What led you to study and work in higher education?
“I’ve always had education in the back of my mind because my mom’s a teacher but you don’t realize that a university is a place you can work until you’re here. I started working as an admission counselor, then moved to a job in the Chancellor’s Office in 2016. I have been really spoiled in that when the next opportunity has presented itself that’s what I’ve gone after. I’ve worked at TCU for 11 years now and if I’m lucky I’ll be here for life.”
What has your experience in the Ed.D. in Higher Education program been like?
“I thought I had a pretty good idea of what the program would be like, but what I found is that a doctoral program really changes the way you think and approach problems. You’re taught to examine things critically and ask a different type of question. The coursework was instrumental in developing me as a student, writer, thinker and novice researcher. The faculty and relationships that I’ve been able to build with them have been amazing and Don Mills has truly been a part of my educational journey the whole way.

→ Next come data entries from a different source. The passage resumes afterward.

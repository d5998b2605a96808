//! # Domain Types
//!
//! Core domain types used throughout the quoter.
//!
//! ## Type Hierarchy
//! ```text
//! ┌─────────────────────────────────────────────────────────────────────────┐
//! │                         Domain Types                                    │
//! │                                                                         │
//! │  ┌─────────────────┐   ┌─────────────────┐   ┌─────────────────┐       │
//! │  │  Destination    │   │  QuoteRequest   │   │   Quotation     │       │
//! │  │  ─────────────  │   │  ─────────────  │   │  ─────────────  │       │
//! │  │  id             │──►│  destination_id │──►│  id (dest+ms)   │       │
//! │  │  base rate      │   │  adults/minors  │   │  title, detail  │       │
//! │  │  tax rate       │   │  nights         │   │  total (units)  │       │
//! │  │  upgrades       │   │  regimen, promo │   └─────────────────┘       │
//! │  └─────────────────┘   └─────────────────┘                              │
//! │                                                                         │
//! │  ┌─────────────────┐   ┌─────────────────┐   ┌─────────────────┐       │
//! │  │    TaxRate      │   │    Regimen      │   │   PromoCode     │       │
//! │  │  bps (u32)      │   │  RoomOnly       │   │  None           │       │
//! │  │  1800 = 18%     │   │  Upgrade(kind)  │   │  Viaja10 ×0.90  │       │
//! │  └─────────────────┘   │  Unrecognized   │   │  Black15 ×0.85  │       │
//! │                        └─────────────────┘   └─────────────────┘       │
//! └─────────────────────────────────────────────────────────────────────────┘
//! ```

use std::collections::BTreeMap;
use std::fmt;

use serde::{Deserialize, Serialize};
use ts_rs::TS;

use crate::money::{Money, CENTS_PER_UNIT};

// =============================================================================
// Tax Rate
// =============================================================================

/// Tax rate represented in basis points (bps).
///
/// 1 basis point = 0.01%; 1800 bps = 18%.
#[derive(Debug, Clone, Copy, PartialEq, Eq, Serialize, Deserialize, TS)]
#[ts(export)]
pub struct TaxRate(u32);

impl TaxRate {
    /// Creates a tax rate from basis points.
    #[inline]
    pub const fn from_bps(bps: u32) -> Self {
        TaxRate(bps)
    }

    /// Creates a tax rate from a fraction (`0.18` → 1800 bps).
    pub fn from_fraction(fraction: f64) -> Self {
        TaxRate((fraction * 10_000.0).round().max(0.0) as u32)
    }

    /// Returns the rate in basis points.
    #[inline]
    pub const fn bps(&self) -> u32 {
        self.0
    }

    /// Returns the rate as a fraction (for display only).
    #[inline]
    pub fn fraction(&self) -> f64 {
        self.0 as f64 / 10_000.0
    }
}

impl Default for TaxRate {
    fn default() -> Self {
        TaxRate(0)
    }
}

// =============================================================================
// Upgrades and Regimen
// =============================================================================

/// A named per-night surcharge a destination may offer.
#[derive(Debug, Clone, Copy, PartialEq, Eq, PartialOrd, Ord, Hash, Serialize, Deserialize, TS)]
#[ts(export)]
#[serde(rename_all = "kebab-case")]
pub enum UpgradeKind {
    /// Breakfast included.
    Breakfast,
    /// All meals and drinks included.
    AllInclusive,
}

impl UpgradeKind {
    /// The code used in forms and in the catalog.
    pub const fn code(&self) -> &'static str {
        match self {
            UpgradeKind::Breakfast => "breakfast",
            UpgradeKind::AllInclusive => "all-inclusive",
        }
    }
}

/// The meal/service tier chosen in the quote form.
///
/// Parsing never fails and is exact: `"ALL-INCLUSIVE"` or `" breakfast"`
/// name no upgrade. Such codes are kept verbatim as `Unrecognized` so they
/// still show in the quote title, and price at zero surcharge.
#[derive(Debug, Clone, PartialEq, Eq, Serialize, Deserialize)]
#[serde(from = "String", into = "String")]
pub enum Regimen {
    /// No upgrade (`"none"`).
    RoomOnly,
    /// One of the catalog upgrades.
    Upgrade(UpgradeKind),
    /// Any other code, blank included.
    Unrecognized(String),
}

impl Regimen {
    /// Parses a form code. Case and whitespace are significant.
    pub fn parse(code: &str) -> Self {
        match code {
            "none" => Regimen::RoomOnly,
            "breakfast" => Regimen::Upgrade(UpgradeKind::Breakfast),
            "all-inclusive" => Regimen::Upgrade(UpgradeKind::AllInclusive),
            _ => Regimen::Unrecognized(code.to_string()),
        }
    }

    /// The form code this regimen was parsed from.
    pub fn code(&self) -> &str {
        match self {
            Regimen::RoomOnly => "none",
            Regimen::Upgrade(kind) => kind.code(),
            Regimen::Unrecognized(code) => code,
        }
    }

    /// Label used in quote titles: the raw code with `-` shown as a space
    /// (`all-inclusive` → `all inclusive`, blank stays blank).
    pub fn label(&self) -> String {
        self.code().replace('-', " ")
    }

    /// The upgrade this regimen asks for, if any.
    pub fn upgrade(&self) -> Option<UpgradeKind> {
        match self {
            Regimen::Upgrade(kind) => Some(*kind),
            Regimen::RoomOnly | Regimen::Unrecognized(_) => None,
        }
    }
}

impl Default for Regimen {
    fn default() -> Self {
        Regimen::RoomOnly
    }
}

impl fmt::Display for Regimen {
    fn fmt(&self, f: &mut fmt::Formatter<'_>) -> fmt::Result {
        f.write_str(self.code())
    }
}

impl From<String> for Regimen {
    fn from(code: String) -> Self {
        Regimen::parse(&code)
    }
}

impl From<Regimen> for String {
    fn from(regimen: Regimen) -> Self {
        regimen.code().to_string()
    }
}

// =============================================================================
// Promo Code
// =============================================================================

/// A discount token entered in the quote form.
///
/// The two codes are disjoint literals, so at most one can ever match.
#[derive(Debug, Clone, Copy, PartialEq, Eq, Default, Serialize, Deserialize)]
#[serde(from = "String", into = "String")]
pub enum PromoCode {
    /// Blank or unknown code: no discount.
    #[default]
    None,
    /// `VIAJA10`: 10% off.
    Viaja10,
    /// `BLACK15`: 15% off.
    Black15,
}

impl PromoCode {
    /// Parses a form code, case-insensitive and trimmed.
    pub fn parse(code: &str) -> Self {
        match code.trim().to_uppercase().as_str() {
            "VIAJA10" => PromoCode::Viaja10,
            "BLACK15" => PromoCode::Black15,
            _ => PromoCode::None,
        }
    }

    /// Canonical code (empty for `None`).
    pub const fn code(&self) -> &'static str {
        match self {
            PromoCode::None => "",
            PromoCode::Viaja10 => "VIAJA10",
            PromoCode::Black15 => "BLACK15",
        }
    }

    /// Multiplier applied to the taxed total, in basis points.
    pub const fn multiplier_bps(&self) -> u32 {
        match self {
            PromoCode::None => 10_000,
            PromoCode::Viaja10 => 9_000,
            PromoCode::Black15 => 8_500,
        }
    }
}

impl From<String> for PromoCode {
    fn from(code: String) -> Self {
        PromoCode::parse(&code)
    }
}

impl From<PromoCode> for String {
    fn from(promo: PromoCode) -> Self {
        promo.code().to_string()
    }
}

// =============================================================================
// Destination
// =============================================================================

/// A destination offered by the catalog. Immutable once loaded.
#[derive(Debug, Clone, PartialEq, Eq, Serialize, Deserialize, TS)]
#[ts(export)]
#[serde(rename_all = "camelCase")]
pub struct Destination {
    /// Stable identifier (`punta-cana`).
    pub id: String,

    /// Display name.
    pub name: String,

    /// Price per paying unit per night.
    pub base_nightly_rate: Money,

    /// Tax applied on the subtotal.
    pub tax_rate: TaxRate,

    /// Per-night surcharges by upgrade.
    pub upgrades: BTreeMap<UpgradeKind, Money>,
}

impl Destination {
    /// Surcharge for a regimen; zero when the regimen is not an upgrade this
    /// destination offers.
    pub fn surcharge(&self, regimen: &Regimen) -> Money {
        regimen
            .upgrade()
            .and_then(|kind| self.upgrades.get(&kind).copied())
            .unwrap_or_default()
    }
}

// =============================================================================
// Quote Request
// =============================================================================

/// Ephemeral pricing input, already coerced to the expected types.
#[derive(Debug, Clone, PartialEq, Eq, Serialize, Deserialize, TS)]
#[ts(export)]
#[serde(rename_all = "camelCase")]
pub struct QuoteRequest {
    pub destination_id: String,

    /// Departure date as entered (display only).
    pub departure: Option<String>,

    pub adults: u32,
    pub minors: u32,
    pub nights: u32,

    #[ts(as = "String")]
    pub regimen: Regimen,

    #[ts(as = "String")]
    pub promo: PromoCode,
}

// =============================================================================
// Quotation
// =============================================================================

/// A priced, immutable snapshot of a quote request.
///
/// `total` is in whole currency units, already rounded.
#[derive(Debug, Clone, PartialEq, Eq, Serialize, Deserialize, TS)]
#[ts(export)]
#[serde(rename_all = "camelCase")]
pub struct Quotation {
    /// `{destination_id}-{unix millis}`.
    pub id: String,
    pub destination_id: String,
    pub title: String,
    pub detail: String,
    pub total: i64,
}

impl Quotation {
    /// The total as Money.
    #[inline]
    pub fn total_money(&self) -> Money {
        Money::from_cents(self.total.saturating_mul(CENTS_PER_UNIT))
    }
}

// =============================================================================
// Customer
// =============================================================================

/// Contact details typed into the quote form. Last write wins.
#[derive(Debug, Clone, PartialEq, Eq, Serialize, Deserialize, TS)]
#[ts(export)]
pub struct Customer {
    pub name: String,
    pub email: String,
}

impl Default for Customer {
    /// The demo customer used when nothing valid is stored.
    fn default() -> Self {
        Customer {
            name: "Alexander".to_string(),
            email: "alex@demo.com".to_string(),
        }
    }
}

// =============================================================================
// Unit Tests
// =============================================================================

#[cfg(test)]
mod tests {
    use super::*;

    #[test]
    fn test_tax_rate_from_fraction() {
        assert_eq!(TaxRate::from_fraction(0.18).bps(), 1800);
        assert_eq!(TaxRate::from_fraction(0.16).bps(), 1600);
        assert!((TaxRate::from_bps(1900).fraction() - 0.19).abs() < 1e-9);
    }

    #[test]
    fn test_regimen_parsing() {
        assert_eq!(Regimen::parse("none"), Regimen::RoomOnly);
        assert_eq!(
            Regimen::parse("all-inclusive"),
            Regimen::Upgrade(UpgradeKind::AllInclusive)
        );
        assert_eq!(
            Regimen::parse("breakfast"),
            Regimen::Upgrade(UpgradeKind::Breakfast)
        );
        assert_eq!(
            Regimen::parse("lux"),
            Regimen::Unrecognized("lux".to_string())
        );
    }

    #[test]
    fn test_regimen_codes_are_case_sensitive() {
        assert_eq!(
            Regimen::parse("ALL-INCLUSIVE"),
            Regimen::Unrecognized("ALL-INCLUSIVE".to_string())
        );
        assert_eq!(
            Regimen::parse(" breakfast"),
            Regimen::Unrecognized(" breakfast".to_string())
        );
        assert_eq!(Regimen::parse("NONE").upgrade(), None);
    }

    #[test]
    fn test_regimen_label() {
        assert_eq!(Regimen::parse("all-inclusive").label(), "all inclusive");
        assert_eq!(Regimen::parse("none").label(), "none");
        assert_eq!(Regimen::parse("").label(), "");
        assert_eq!(Regimen::parse("Lux").label(), "Lux");
        assert_eq!(Regimen::parse("half-board-plus").label(), "half board plus");
    }

    #[test]
    fn test_promo_parsing() {
        assert_eq!(PromoCode::parse(" viaja10 "), PromoCode::Viaja10);
        assert_eq!(PromoCode::parse("BLACK15"), PromoCode::Black15);
        assert_eq!(PromoCode::parse(""), PromoCode::None);
        assert_eq!(PromoCode::parse("FREE100"), PromoCode::None);
        assert_eq!(PromoCode::Black15.multiplier_bps(), 8_500);
    }

    #[test]
    fn test_surcharge_unknown_upgrade_is_zero() {
        let destination = Destination {
            id: "x".to_string(),
            name: "X".to_string(),
            base_nightly_rate: Money::from_major(50),
            tax_rate: TaxRate::from_bps(1000),
            upgrades: BTreeMap::from([(UpgradeKind::Breakfast, Money::from_major(5))]),
        };

        assert_eq!(
            destination.surcharge(&Regimen::Upgrade(UpgradeKind::Breakfast)),
            Money::from_major(5)
        );
        assert!(destination
            .surcharge(&Regimen::Upgrade(UpgradeKind::AllInclusive))
            .is_zero());
        assert!(destination.surcharge(&Regimen::parse("lux")).is_zero());
        assert!(destination.surcharge(&Regimen::parse("Breakfast")).is_zero());
    }

    #[test]
    fn test_request_serde_uses_codes() {
        let request = QuoteRequest {
            destination_id: "cancun".to_string(),
            departure: None,
            adults: 1,
            minors: 0,
            nights: 2,
            regimen: Regimen::parse("all-inclusive"),
            promo: PromoCode::parse("black15"),
        };

        let json = serde_json::to_value(&request).unwrap();
        assert_eq!(json["regimen"], "all-inclusive");
        assert_eq!(json["promo"], "BLACK15");
        assert_eq!(json["destinationId"], "cancun");

        let back: QuoteRequest = serde_json::from_value(json).unwrap();
        assert_eq!(back, request);
    }

    #[test]
    fn test_customer_default() {
        let customer = Customer::default();
        assert_eq!(customer.name, "Alexander");
        assert_eq!(customer.email, "alex@demo.com");
    }
}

I have amazing classmates and colleagues who have made the process fun and worth it and become incredible sources of support. We’re all coming from such different backgrounds and have different goals that it makes it a much richer experience and discussion in the classroom.”
What was the focus of your dissertation?
“I manage the Chancellor’s Scholars program and government relations work and I also co-chair the admission committee for TCU’s STEM Scholars.
“I’ve always worked with students who are high achieving as they transition from high school to college and noticed that they conceptualize failure different than others. If you’re a healthy patient you may not get as much attention or support from the physician, so there’s potential for these students to be overlooked because they’re confident or successful.”
I wanted to know what events high achieving students considered as failures and how they reacted, so I designed a qualitative case study to see what issues are at play and what variables merit further study. On the support side, the significant finding was that these students do reach out and seek support as needed, but they prefer to start with peers first, then faculty and staff and family. They really don’t take great advantage of institutional support like a counseling center or academic services because they felt like they’d be a burden to someone. It’s important to re-frame why these services exist and make them more accessible.
I’ve gleaned practical application that myself and others can implement quickly, hopefully setting direction for further study.”
Do you have advice for future or current doctoral students?
“A dissertation is something most people only do it once and it’s unlike anything you’ve ever done – it tests you from an independence perspective. It’s supposed to be hard. When you feel like you don’t know what to do, remember you haven’t done anything like this before, so it’s normal to feel frustrated or confused. There’s no rush. Take it piece by piece, and before you know it you’ll be done.”